Yes, probably the calling the Erinyes a chorus here is just metaphorical. But it is a bit funny, when you think that they will actually form the chorus in the last play of the trilogy. I don't think a crossing of the barrier you describe is intended here.
Incidentally, I've seen that barrier crossed several times in Aristophanes' comedies. (Can't give any examples right now). But that's another genre entirely.On the placement of Ἐρινύων at the end of a though unit larger than a sentence, it seems like postponing a key element in the semantic structure of a complex constituent is a pattern which reappears at different levels of the discourse structure. In other words, the head noun in a noun phrase can be postponed to the end of the phrase, a noun subject can be postponed to the end of sentence, a discourse critical noun can be postponed to the end of a paragraph. By discourse critical noun I mean a noun which is needed to disambiguate the whole paragraph. Ἐρινύων in this context is just such a noun. The phenomenon isn't limited to a noun/substantive but talking about verb placement is a whole different ball game.
I was thinking something along those lines, but couldn't have said it so well...

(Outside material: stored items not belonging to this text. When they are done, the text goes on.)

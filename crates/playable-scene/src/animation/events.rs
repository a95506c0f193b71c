//! Timeline lifecycle events.
//!
//! The scheduler records an event whenever a timeline starts, completes, or
//! is cancelled. The shell drains and logs them after each tick.
//!
//! ```ignore
//! for event in scheduler.drain_events() {
//!     if let TimelineEvent::Completed { owner, property, .. } = event {
//!         println!("{owner:?} finished animating {property}");
//!     }
//! }
//! ```

use serde::{Deserialize, Serialize};
use std::collections::VecDeque;

use super::types::{AnimatableProperty, OwnerId, TimelineId};

/// Event emitted when a timeline changes state.
#[derive(Debug, Clone, PartialEq, Serialize, Deserialize)]
#[serde(tag = "type", rename_all = "snake_case")]
pub enum TimelineEvent {
    /// Timeline was registered.
    Started {
        timeline_id: TimelineId,
        owner: OwnerId,
        property: AnimatableProperty,
    },
    /// Timeline reached its target; its completion callback ran.
    Completed {
        timeline_id: TimelineId,
        owner: OwnerId,
        property: AnimatableProperty,
    },
    /// Timeline was cancelled (explicitly or by a replacement on the same
    /// property); its completion callback was dropped.
    Cancelled {
        timeline_id: TimelineId,
        owner: OwnerId,
        property: AnimatableProperty,
    },
}

impl TimelineEvent {
    /// Get the owner for this event.
    pub fn owner(&self) -> OwnerId {
        match self {
            Self::Started { owner, .. }
            | Self::Completed { owner, .. }
            | Self::Cancelled { owner, .. } => *owner,
        }
    }

    /// Get the timeline ID for this event.
    pub fn timeline_id(&self) -> TimelineId {
        match self {
            Self::Started { timeline_id, .. }
            | Self::Completed { timeline_id, .. }
            | Self::Cancelled { timeline_id, .. } => *timeline_id,
        }
    }

    /// Get the property for this event.
    pub fn property(&self) -> AnimatableProperty {
        match self {
            Self::Started { property, .. }
            | Self::Completed { property, .. }
            | Self::Cancelled { property, .. } => *property,
        }
    }

    /// Check if this is a "completed" event.
    pub fn is_completed(&self) -> bool {
        matches!(self, Self::Completed { .. })
    }

    /// Check if this is a "cancelled" event.
    pub fn is_cancelled(&self) -> bool {
        matches!(self, Self::Cancelled { .. })
    }
}

/// Queue for collecting timeline events during update cycles.
#[derive(Debug, Default)]
pub struct EventQueue {
    events: VecDeque<TimelineEvent>,
}

impl EventQueue {
    /// Create a new empty event queue.
    pub fn new() -> Self {
        Self::default()
    }

    /// Push an event onto the queue.
    pub fn push(&mut self, event: TimelineEvent) {
        self.events.push_back(event);
    }

    /// Drain all events from the queue, returning an iterator.
    pub fn drain(&mut self) -> impl Iterator<Item = TimelineEvent> + '_ {
        self.events.drain(..)
    }

    /// Clear all pending events.
    pub fn clear(&mut self) {
        self.events.clear();
    }
}

#[cfg(test)]
mod tests {
    use super::*;

    fn started(owner: OwnerId) -> TimelineEvent {
        TimelineEvent::Started {
            timeline_id: TimelineId::new(),
            owner,
            property: AnimatableProperty::Opacity,
        }
    }

    #[test]
    fn test_queue_drains_in_order() {
        let owner = OwnerId::new();
        let mut queue = EventQueue::new();
        let first = started(owner);
        let second = started(owner);
        queue.push(first.clone());
        queue.push(second.clone());

        let drained: Vec<_> = queue.drain().collect();
        assert_eq!(drained, vec![first, second]);
        assert_eq!(queue.drain().count(), 0);

        queue.push(started(owner));
        queue.clear();
        assert_eq!(queue.drain().count(), 0);
    }

    #[test]
    fn test_event_accessors() {
        let owner = OwnerId::new();
        let id = TimelineId::new();
        let event = TimelineEvent::Cancelled {
            timeline_id: id,
            owner,
            property: AnimatableProperty::Scale,
        };
        assert_eq!(event.owner(), owner);
        assert_eq!(event.timeline_id(), id);
        assert_eq!(event.property(), AnimatableProperty::Scale);
        assert!(event.is_cancelled());
        assert!(!event.is_completed());
    }
}
//! Single-slot overlay host.
//!
//! At most one overlay is current. Showing a new overlay while another is
//! visible dismisses the current one first. Only one reveal or dismiss is in
//! flight at a time; requests arriving meanwhile are queued and replayed in
//! order once the transition settles.

use std::collections::VecDeque;

use tracing::debug;

use crate::context::Context;
use crate::display::DisplayList;
use crate::elements::popup::{Overlay, PanelSettled};
use crate::viewport::Viewport;

#[derive(Debug)]
enum Request {
    Show(Box<dyn Overlay>),
    Hide,
}

#[derive(Debug, Clone, Copy, PartialEq, Eq, Default)]
pub enum OverlayPhase {
    #[default]
    Empty,
    Revealing,
    Shown,
    Dismissing,
}

#[derive(Debug, Default)]
pub struct PopupManager {
    current: Option<Box<dyn Overlay>>,
    phase: OverlayPhase,
    pending: VecDeque<Request>,
    viewport: Option<Viewport>,
}

impl PopupManager {
    pub fn new() -> Self {
        Self::default()
    }

    pub fn phase(&self) -> OverlayPhase {
        self.phase
    }

    /// True while the slot is occupied, including during its transitions.
    pub fn is_showing(&self) -> bool {
        self.current.is_some()
    }

    pub fn is_busy(&self) -> bool {
        matches!(
            self.phase,
            OverlayPhase::Revealing | OverlayPhase::Dismissing
        )
    }

    pub fn current(&self) -> Option<&dyn Overlay> {
        self.current.as_deref()
    }

    pub fn pending_count(&self) -> usize {
        self.pending.len()
    }

    /// Last viewport seen by `resize`.
    pub fn viewport(&self) -> Option<&Viewport> {
        self.viewport.as_ref()
    }

    /// Make `overlay` current and reveal it.
    ///
    /// A different overlay already in the slot is dismissed first. Showing the
    /// overlay that is already current restarts its reveal.
    pub fn show(&mut self, ctx: &mut Context, overlay: Box<dyn Overlay>) {
        if self.is_busy() {
            debug!(overlay = ?overlay.id(), "overlay transition in flight, queueing show");
            self.pending.push_back(Request::Show(overlay));
            return;
        }

        match self.current.as_mut() {
            Some(current) if current.id() == overlay.id() => {
                debug!(overlay = ?overlay.id(), "re-showing current overlay");
                current.destroy(ctx);
                self.install(ctx, overlay);
            }
            Some(current) => {
                current.panel_mut().start_dismiss(ctx);
                self.phase = OverlayPhase::Dismissing;
                self.pending.push_front(Request::Show(overlay));
            }
            None => self.install(ctx, overlay),
        }
    }

    /// Dismiss the current overlay and clear the slot. No-op when empty.
    pub fn hide_current(&mut self, ctx: &mut Context) {
        if self.is_busy() {
            self.pending.push_back(Request::Hide);
            return;
        }
        if let Some(current) = self.current.as_mut() {
            current.panel_mut().start_dismiss(ctx);
            self.phase = OverlayPhase::Dismissing;
        }
    }

    /// Store the context viewport for the next `show` and forward it to the
    /// current overlay only.
    pub fn resize(&mut self, ctx: &Context) {
        let viewport = ctx.viewport().clone();
        if let Some(current) = self.current.as_mut() {
            current.resize(&viewport, &ctx.config().popup);
        }
        self.viewport = Some(viewport);
    }

    /// Advance the current overlay; call once per frame after the scheduler
    /// ticks.
    pub fn update(&mut self, ctx: &mut Context) {
        if let Some(current) = self.current.as_mut() {
            current.update(ctx);
            match current.panel_mut().update(ctx) {
                Some(PanelSettled::Revealed) => self.phase = OverlayPhase::Shown,
                Some(PanelSettled::Dismissed) => {
                    if let Some(mut overlay) = self.current.take() {
                        debug!(overlay = ?overlay.id(), "overlay hidden");
                        overlay.destroy(ctx);
                    }
                    self.phase = OverlayPhase::Empty;
                }
                None => {}
            }
        }

        while !self.is_busy() {
            let Some(request) = self.pending.pop_front() else {
                break;
            };
            match request {
                Request::Show(overlay) => self.show(ctx, overlay),
                Request::Hide => self.hide_current(ctx),
            }
        }
    }

    pub fn draw(&self, ctx: &Context, list: &mut DisplayList) {
        if let Some(current) = &self.current {
            current.draw(ctx, list);
        }
    }

    /// Drop the current overlay and every queued request without animating.
    pub fn clear(&mut self, ctx: &mut Context) {
        if let Some(mut overlay) = self.current.take() {
            overlay.destroy(ctx);
        }
        for request in self.pending.drain(..) {
            if let Request::Show(mut overlay) = request {
                overlay.destroy(ctx);
            }
        }
        self.phase = OverlayPhase::Empty;
    }

    fn install(&mut self, ctx: &mut Context, mut overlay: Box<dyn Overlay>) {
        if let Some(viewport) = &self.viewport {
            overlay.resize(viewport, &ctx.config().popup);
        }
        debug!(overlay = ?overlay.id(), "showing overlay");
        overlay.panel_mut().start_reveal(ctx);
        self.current = Some(overlay);
        self.phase = OverlayPhase::Revealing;
    }
}

#[cfg(test)]
mod tests {
    use super::*;
    use crate::display::Transform;
    use crate::elements::popup::{OverlayId, PopupPanel};
    use playable_config::PlayableConfig;

    const DT: f32 = 1.0 / 60.0;

    #[derive(Debug)]
    struct Blank {
        id: OverlayId,
        panel: PopupPanel,
    }

    impl Blank {
        fn boxed(id: OverlayId) -> Box<dyn Overlay> {
            Box::new(Self {
                id,
                panel: PopupPanel::new(),
            })
        }
    }

    impl Overlay for Blank {
        fn id(&self) -> OverlayId {
            self.id
        }

        fn panel(&self) -> &PopupPanel {
            &self.panel
        }

        fn panel_mut(&mut self) -> &mut PopupPanel {
            &mut self.panel
        }

        fn draw_content(&self, _ctx: &Context, _panel: Transform, _list: &mut DisplayList) {}
    }

    fn frames(ctx: &mut Context, manager: &mut PopupManager, n: usize) {
        for _ in 0..n {
            ctx.scheduler.tick(DT);
            manager.update(ctx);
        }
    }

    fn context() -> Context {
        Context::with_defaults(PlayableConfig::default())
    }

    #[test]
    fn test_show_then_hide_empties_slot() {
        let mut ctx = context();
        let mut manager = PopupManager::new();

        manager.show(&mut ctx, Blank::boxed(OverlayId::new()));
        assert!(manager.is_showing());
        assert_eq!(manager.phase(), OverlayPhase::Revealing);

        frames(&mut ctx, &mut manager, 40);
        assert_eq!(manager.phase(), OverlayPhase::Shown);
        assert_eq!(manager.current().unwrap().panel().opacity(), 1.0);

        manager.hide_current(&mut ctx);
        frames(&mut ctx, &mut manager, 20);
        assert!(!manager.is_showing());
        assert_eq!(manager.phase(), OverlayPhase::Empty);
        assert_eq!(ctx.scheduler.active_count(), 0);
    }

    #[test]
    fn test_hide_when_empty_is_noop() {
        let mut ctx = context();
        let mut manager = PopupManager::new();
        manager.hide_current(&mut ctx);
        assert_eq!(manager.phase(), OverlayPhase::Empty);
        assert_eq!(manager.pending_count(), 0);
    }

    #[test]
    fn test_show_replaces_after_dismiss() {
        let mut ctx = context();
        let mut manager = PopupManager::new();
        let first = OverlayId::new();
        let second = OverlayId::new();

        manager.show(&mut ctx, Blank::boxed(first));
        frames(&mut ctx, &mut manager, 40);

        manager.show(&mut ctx, Blank::boxed(second));
        assert_eq!(manager.phase(), OverlayPhase::Dismissing);
        assert_eq!(manager.current().unwrap().id(), first);

        frames(&mut ctx, &mut manager, 20);
        assert_eq!(manager.current().unwrap().id(), second);
        assert_eq!(manager.phase(), OverlayPhase::Revealing);
    }

    #[test]
    fn test_requests_during_reveal_are_queued() {
        let mut ctx = context();
        let mut manager = PopupManager::new();
        let first = OverlayId::new();

        manager.show(&mut ctx, Blank::boxed(first));
        manager.hide_current(&mut ctx);
        assert_eq!(manager.pending_count(), 1);
        assert_eq!(manager.phase(), OverlayPhase::Revealing);

        frames(&mut ctx, &mut manager, 40);
        assert_eq!(manager.phase(), OverlayPhase::Dismissing);

        frames(&mut ctx, &mut manager, 20);
        assert!(!manager.is_showing());
    }

    #[test]
    fn test_same_overlay_restarts_reveal() {
        let mut ctx = context();
        let mut manager = PopupManager::new();
        let id = OverlayId::new();

        manager.show(&mut ctx, Blank::boxed(id));
        frames(&mut ctx, &mut manager, 40);

        manager.show(&mut ctx, Blank::boxed(id));
        assert_eq!(manager.phase(), OverlayPhase::Revealing);
        assert_eq!(manager.current().unwrap().panel().scale(), 0.0);
        assert_eq!(manager.pending_count(), 0);
    }

    #[test]
    fn test_resize_while_hidden_applies_on_show() {
        let mut ctx = context();
        let mut manager = PopupManager::new();
        ctx.set_viewport_size(200.0, 800.0);
        manager.resize(&ctx);

        manager.show(&mut ctx, Blank::boxed(OverlayId::new()));
        let panel = manager.current().unwrap().panel();
        assert_eq!(panel.position(), [100.0, 400.0]);
        assert!((panel.resting_scale() - 0.8).abs() < 1e-5);
    }

    #[test]
    fn test_clear_drops_everything() {
        let mut ctx = context();
        let mut manager = PopupManager::new();
        manager.show(&mut ctx, Blank::boxed(OverlayId::new()));
        manager.show(&mut ctx, Blank::boxed(OverlayId::new()));
        manager.clear(&mut ctx);
        assert!(!manager.is_showing());
        assert_eq!(manager.pending_count(), 0);
        assert_eq!(ctx.scheduler.active_count(), 0);
    }
}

On Aristophanes' comedies I think Vandiver would totally agree with you. Aristophanes was playing games with the Tragedian tradition and flaunted the rules. I'm rather uncertain about how strict Euripides was about this. I seem to remember Vandiver's focus was on actors making direct reference to someone or something in the theater in a manner such that the fictional frame of reference was broken. I don't have the technical terminology to discuss this clearly.